前のかりぬし
「いえ、そうではなく、 ―― 妻に、『なにかが憑りついた』のだと考えれば、すべて合点がいくと」
「おお、そうか、」お湯のはいった湯呑を大きな両手で包み、坊主がまた軽い所作でむかいにすわる。
こんなに体が大きいのに、音もたてないのかとショウスケは感心した。
「で?なにか憑りつくものに心当たりがあるのか?」
「はい。 ここにきてきゅうに思い出したのでございますが、いまの家を借りるときに、すこしばかり、いやな噂がございまして・・・」
「幽霊がでるとでも?」
「いえ、たしかにまえの借主が死んでおりますが、その死にざまが・・・、一人で暮らしていた男だったのですが、死んでいるのがみつかる前の晩、だれかと言い争っていた声がひびいていたので近所のものが心配して見に行くと、すべての戸に棒がくわされて、外から入れないようにしていたらしいのです。みつけたときには包丁をにぎったまま死んでいて、部屋の中にはいくつもの刃物が転がり、それらでつけたのか、からだは傷だらけだったようです。はじめは自害とおもわれたのですが、背中にもいくつも刺し傷があり、とても自分ではつけらる傷ではないとわかったと。それが、『家に化け物が憑いていて、それと戦ったからではないか』という噂になりまして・・・」
「ほう。では、その『バケモノ』が、おくがたさまに憑りついたということか」
「はい。そうとしか。お寺からのお札もかまどにくべておりました」
「うむ、それはこわい」
「ですので、なにか、もっと効きそうなお札や、ああそうだ、おかみに紙と筆を用意させますので、ありがたいお経をたくさんかいていただこう。それをわたしが肌身離さずもてば、」
「わかった。では、おぬしの家にまいろう」
「 ―― は?」
すっくと立ちあがった坊主が、さあいそげ、とショウスケをみおろした。
「その、憑いている『バケモノ』をわしがはらってしんぜよう。こうみえて、『そういうこと』が得意でなあ」
にやりとたのしそうにわらうのを目にして、やはり用心するべきだったと後悔してももう遅い。
「いや、その、 とつぜんお坊さまを連れて帰るなどしたら、」
ただでさえおかしくなっているのに、これいじょう・・・・
「突然でなければ、そのバケモノも逃げ隠れてしまうぞ。そういうものを祓うのにはな、なんのまえぶれもなくゆくのが一番よいのだ」くだけたちょうしでわらい、杖をつかみあげると、ぶうん、とショウスケの頭の上でひとふりしてみせる。

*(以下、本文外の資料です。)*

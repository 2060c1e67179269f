use std::io::{self, Write};
use std::path::{Path, PathBuf};
use std::sync::Arc;

use anyhow::{bail, Context};
use clap::{Parser, Subcommand};
use colored::Colorize;
use dialogue_core::paths::{config_json_path, load_config_json, save_config_json};
use dialogue_core::{CaseBackground, Config, NewCase, NewSimulation, NodeId};
use scenario_client::{ScenarioApi, ScenarioClient, ScenarioSession};

mod logging;
mod render;

use logging::init_logging;
use render::{render_conversation, render_tree, render_turn};

#[derive(Parser)]
#[command(name = "legalease")]
#[command(about = "Explore LegalEase negotiation simulations from the terminal")]
#[command(version)]
struct Cli {
    /// Backend origin, e.g. http://localhost:8000
    #[arg(long, env = "LEGALEASE_API_BASE")]
    api_base: Option<String>,

    /// Enable debug logging
    #[arg(long, short, default_value = "false")]
    debug: bool,

    #[command(subcommand)]
    command: Commands,
}

#[derive(Subcommand)]
enum Commands {
    /// List cases
    Cases,
    /// Show a case with its background and simulations
    Case { case_id: i64 },
    /// Create a case
    NewCase {
        name: String,
        #[arg(long, default_value = "")]
        party_a: String,
        #[arg(long, default_value = "")]
        party_b: String,
        #[arg(long)]
        context: Option<String>,
    },
    /// Delete a case
    DeleteCase { case_id: i64 },
    /// Transcribe a WAV file and append it to a case's notes
    Dictate { case_id: i64, wav: PathBuf },
    /// Start a new simulation for a case
    Start {
        case_id: i64,
        #[arg(long)]
        headline: String,
        #[arg(long, default_value = "")]
        brief: String,
    },
    /// Print a simulation tree and whose turn it is
    Show { simulation_id: i64 },
    /// Generate the next statements under the selected leaf
    Generate {
        simulation_id: i64,
        /// Replace the existing options instead of adding more
        #[arg(long)]
        refresh: bool,
    },
    /// Make a message the end of the active path
    Select { simulation_id: i64, message_id: i64 },
    /// Add a typed Party A statement
    Say { simulation_id: i64, text: String },
    /// Bookmark the selected leaf
    Bookmark { simulation_id: i64, name: String },
    /// List bookmarks of a simulation
    Bookmarks { simulation_id: i64 },
    /// Delete a bookmark
    Unbookmark { simulation_id: i64, bookmark_id: i64 },
    /// Save the conversation narration
    Audio {
        simulation_id: i64,
        #[arg(long, short)]
        output: PathBuf,
        /// Stop at the selected leaf
        #[arg(long)]
        to_leaf: bool,
    },
    /// Transcribe a WAV file
    Transcribe { wav: PathBuf },
    /// Play a simulation interactively
    Play { simulation_id: i64 },
    /// Manage ~/.legalease/config.json
    Config {
        #[command(subcommand)]
        action: ConfigAction,
    },
}

#[derive(Subcommand)]
enum ConfigAction {
    /// Print the effective configuration
    Show,
    /// Write the effective configuration to ~/.legalease/config.json
    Init {
        #[arg(long)]
        force: bool,
    },
}

type Session = ScenarioSession<ScenarioClient>;

#[tokio::main]
async fn main() -> anyhow::Result<()> {
    let cli = Cli::parse();
    init_logging(cli.debug);

    let mut config = Config::new();
    if let Some(api_base) = cli.api_base {
        config.api_base = Some(api_base);
    }
    log::debug!("Using API root {}", config.api_root());

    if let Commands::Config { action } = &cli.command {
        return run_config(action, &config);
    }

    let client = Arc::new(ScenarioClient::new(&config)?);
    match cli.command {
        Commands::Cases => list_cases(&client).await,
        Commands::Case { case_id } => show_case(&client, case_id).await,
        Commands::NewCase {
            name,
            party_a,
            party_b,
            context,
        } => {
            let case = NewCase {
                party_a,
                party_b,
                context,
                ..NewCase::named(name)
            };
            let created = client.create_case(&case).await?;
            println!("{}", format!("Created case {}", created.id).green());
            Ok(())
        }
        Commands::DeleteCase { case_id } => {
            client.delete_case(case_id).await?;
            println!("{}", format!("Deleted case {case_id}").green());
            Ok(())
        }
        Commands::Dictate { case_id, wav } => dictate(&client, case_id, &wav).await,
        Commands::Start {
            case_id,
            headline,
            brief,
        } => {
            let mut session = Session::new(client, &config);
            session
                .start(&NewSimulation {
                    headline,
                    brief,
                    case_id,
                })
                .await?;
            print_page(&session);
            Ok(())
        }
        Commands::Show { simulation_id } => {
            let session = open(client, &config, simulation_id).await?;
            print_page(&session);
            Ok(())
        }
        Commands::Generate {
            simulation_id,
            refresh,
        } => {
            let mut session = open(client, &config, simulation_id).await?;
            session.generate(refresh).await?;
            print!("{}", render_turn(&session.state().turn));
            Ok(())
        }
        Commands::Select {
            simulation_id,
            message_id,
        } => {
            let mut session = open(client, &config, simulation_id).await?;
            session.choose(&NodeId::Persisted(message_id)).await?;
            print_page(&session);
            Ok(())
        }
        Commands::Say {
            simulation_id,
            text,
        } => {
            let mut session = open(client, &config, simulation_id).await?;
            let id = session.submit_statement(&text).await?;
            println!("{}", format!("Stored statement {id}").green());
            Ok(())
        }
        Commands::Bookmark {
            simulation_id,
            name,
        } => {
            let mut session = open(client, &config, simulation_id).await?;
            let bookmark = session.bookmark(&name).await?;
            println!(
                "{}",
                format!("Bookmarked message {} as {:?}", bookmark.message_id, bookmark.name)
                    .green()
            );
            Ok(())
        }
        Commands::Bookmarks { simulation_id } => {
            for bookmark in client.list_bookmarks(simulation_id).await? {
                println!(
                    "{:>4}  message {:<6} {}",
                    bookmark.id, bookmark.message_id, bookmark.name
                );
            }
            Ok(())
        }
        Commands::Unbookmark {
            simulation_id,
            bookmark_id,
        } => {
            let mut session = open(client, &config, simulation_id).await?;
            session.remove_bookmark(bookmark_id).await?;
            println!("{}", format!("Removed bookmark {bookmark_id}").green());
            Ok(())
        }
        Commands::Audio {
            simulation_id,
            output,
            to_leaf,
        } => {
            let session = open(client, &config, simulation_id).await?;
            let audio = session.conversation_audio(to_leaf).await?;
            std::fs::write(&output, &audio)
                .with_context(|| format!("writing {}", output.display()))?;
            println!(
                "{}",
                format!("Saved {} bytes to {}", audio.len(), output.display()).green()
            );
            Ok(())
        }
        Commands::Transcribe { wav } => {
            println!("{}", transcribe_file(&client, &wav).await?);
            Ok(())
        }
        Commands::Play { simulation_id } => {
            let mut session = open(client, &config, simulation_id).await?;
            play(&mut session).await
        }
        Commands::Config { .. } => Ok(()),
    }
}

async fn open(
    client: Arc<ScenarioClient>,
    config: &Config,
    simulation_id: i64,
) -> anyhow::Result<Session> {
    let mut session = Session::new(client, config);
    session.open(simulation_id).await?;
    Ok(session)
}

fn print_page(session: &Session) {
    if let Some(simulation) = session.simulation() {
        println!("{}", simulation.headline.cyan().bold());
        if !simulation.brief.is_empty() {
            println!("{}", simulation.brief.dimmed());
        }
    }
    if let Some(tree) = &session.state().tree {
        println!();
        print!("{}", render_tree(tree, &session.bookmarked_ids()));
    }
    println!();
    print!("{}", render_conversation(&session.state().conversation()));
    println!("{}", "─".repeat(50).dimmed());
    print!("{}", render_turn(&session.state().turn));
}

async fn list_cases(client: &ScenarioClient) -> anyhow::Result<()> {
    let cases = client.list_cases().await?;
    if cases.is_empty() {
        println!("{}", "No cases yet".dimmed());
    }
    for case in cases {
        println!(
            "{:>4}  {}  {}",
            case.id,
            case.name.bold(),
            format!(
                "{} simulations, modified {}",
                case.scenario_count,
                case.last_modified.as_deref().unwrap_or("never")
            )
            .dimmed()
        );
    }
    Ok(())
}

async fn show_case(client: &ScenarioClient, case_id: i64) -> anyhow::Result<()> {
    let case = client.get_case(case_id).await?;
    println!("{}", case.name.cyan().bold());
    if !case.summary.is_empty() {
        println!("{}", case.summary);
    }
    println!();
    println!("{} {}", "Party A:".bold(), case.background.party_a);
    println!("{} {}", "Party B:".bold(), case.background.party_b);
    if !case.background.key_issues.is_empty() {
        println!("{}", "Key issues:".bold());
        println!("{}", case.background.key_issues_text());
    }
    if !case.background.general_notes.is_empty() {
        println!("{}", "Notes:".bold());
        println!("{}", case.background.general_notes);
    }
    println!();
    for simulation in &case.simulations {
        println!(
            "{:>4}  {}  {}",
            simulation.id,
            simulation.headline,
            format!("{} nodes", simulation.node_count).dimmed()
        );
    }
    Ok(())
}

async fn dictate(client: &ScenarioClient, case_id: i64, wav: &Path) -> anyhow::Result<()> {
    let case = client.get_case(case_id).await?;
    let transcript = transcribe_file(client, wav).await?;
    let mut background: CaseBackground = case.background;
    background.append_note(&transcript);
    let updated = client.update_case(case_id, &background).await?;
    println!("{} {}", "Added:".green(), transcript);
    if !updated.summary.is_empty() {
        println!("{} {}", "Summary:".bold(), updated.summary);
    }
    Ok(())
}

async fn transcribe_file(client: &ScenarioClient, wav: &Path) -> anyhow::Result<String> {
    let data = std::fs::read(wav).with_context(|| format!("reading {}", wav.display()))?;
    if data.len() < 44 || &data[..4] != b"RIFF" || &data[8..12] != b"WAVE" {
        bail!("{} is not a WAV file", wav.display());
    }
    Ok(client.transcribe_audio(bytes::Bytes::from(data)).await?)
}

/// Interactive loop: numbers pick an option, other text is said by Party A.
async fn play(session: &mut Session) -> anyhow::Result<()> {
    print_page(session);
    println!(
        "{}",
        "Commands: <n> pick option, g generate, r regenerate, b <name> bookmark, t tree, q quit"
            .dimmed()
    );

    loop {
        print!("{} ", ">".cyan().bold());
        io::stdout().flush()?;

        let mut input = String::new();
        if io::stdin().read_line(&mut input)? == 0 {
            break;
        }
        let input = input.trim();

        let outcome = match input {
            "" => continue,
            "q" | "quit" | "exit" => break,
            "t" => {
                if let Some(tree) = &session.state().tree {
                    print!("{}", render_tree(tree, &session.bookmarked_ids()));
                }
                continue;
            }
            "g" => session.generate(false).await,
            "r" => session.generate(true).await,
            _ if input.starts_with("b ") => session.bookmark(&input[2..]).await.map(|_| ()),
            _ => match input.parse::<usize>() {
                Ok(choice) => match pick_option(session, choice) {
                    Some(id) => session.choose(&id).await,
                    None => {
                        println!("{}", format!("No option {choice}").red());
                        continue;
                    }
                },
                Err(_) => session.submit_statement(input).await.map(|_| ()),
            },
        };

        if let Err(err) = outcome {
            println!("{}", format!("Error: {err}").red());
        }
        println!();
        print!("{}", render_conversation(&session.state().conversation()));
        print!("{}", render_turn(&session.state().turn));
    }

    session.close();
    Ok(())
}

fn pick_option(session: &Session, choice: usize) -> Option<NodeId> {
    let options = session.state().turn.options();
    choice
        .checked_sub(1)
        .and_then(|idx| options.get(idx))
        .map(|option| option.id.clone())
}

fn run_config(action: &ConfigAction, config: &Config) -> anyhow::Result<()> {
    match action {
        ConfigAction::Show => {
            println!("{}", serde_json::to_string_pretty(config)?);
            println!("{}", format!("API root: {}", config.api_root()).dimmed());
        }
        ConfigAction::Init { force } => {
            let path = config_json_path();
            write_config(&path, config, *force)?;
            println!("{}", format!("Wrote {}", path.display()).green());
        }
    }
    Ok(())
}

fn write_config(path: &Path, config: &Config, force: bool) -> anyhow::Result<()> {
    if path.exists() && !force {
        let existing: Config = load_config_json(path).map_err(anyhow::Error::msg)?;
        log::debug!("Existing config points at {}", existing.api_root());
        bail!("{} already exists (use --force)", path.display());
    }
    save_config_json(path, config).map_err(anyhow::Error::msg)
}

#[cfg(test)]
mod tests {
    use super::*;

    #[test]
    fn init_writes_then_refuses_overwrite() {
        let dir = tempfile::tempdir().unwrap();
        let path = dir.path().join("config.json");
        let config = Config {
            api_base: Some("http://backend:9000".to_string()),
            ..Config::default()
        };

        write_config(&path, &config, false).unwrap();
        let loaded = Config::load_from_file(&path).unwrap();
        assert_eq!(loaded.api_root(), "http://backend:9000/api/v1");

        assert!(write_config(&path, &Config::default(), false).is_err());
        write_config(&path, &Config::default(), true).unwrap();
        let loaded = Config::load_from_file(&path).unwrap();
        assert_eq!(loaded.api_base, None);
    }

    #[test]
    fn cli_parses_generate_refresh() {
        let cli = Cli::try_parse_from(["legalease", "generate", "9", "--refresh"]).unwrap();
        assert!(matches!(
            cli.command,
            Commands::Generate {
                simulation_id: 9,
                refresh: true
            }
        ));
    }
}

「・・・お、おぼうさま・・・あの、じ、じつは・・・いまうちは借金を返すのに火の車で、お祓いをしていただいても、ご満足いただけるだけのお布施をお渡しできるかどうか・・・」
「金も物もなにもいらぬ。さあ、早く立て」
ほかにうまい断り方がおもいつかなかったショウスケは、しかたなくたちあがることにした。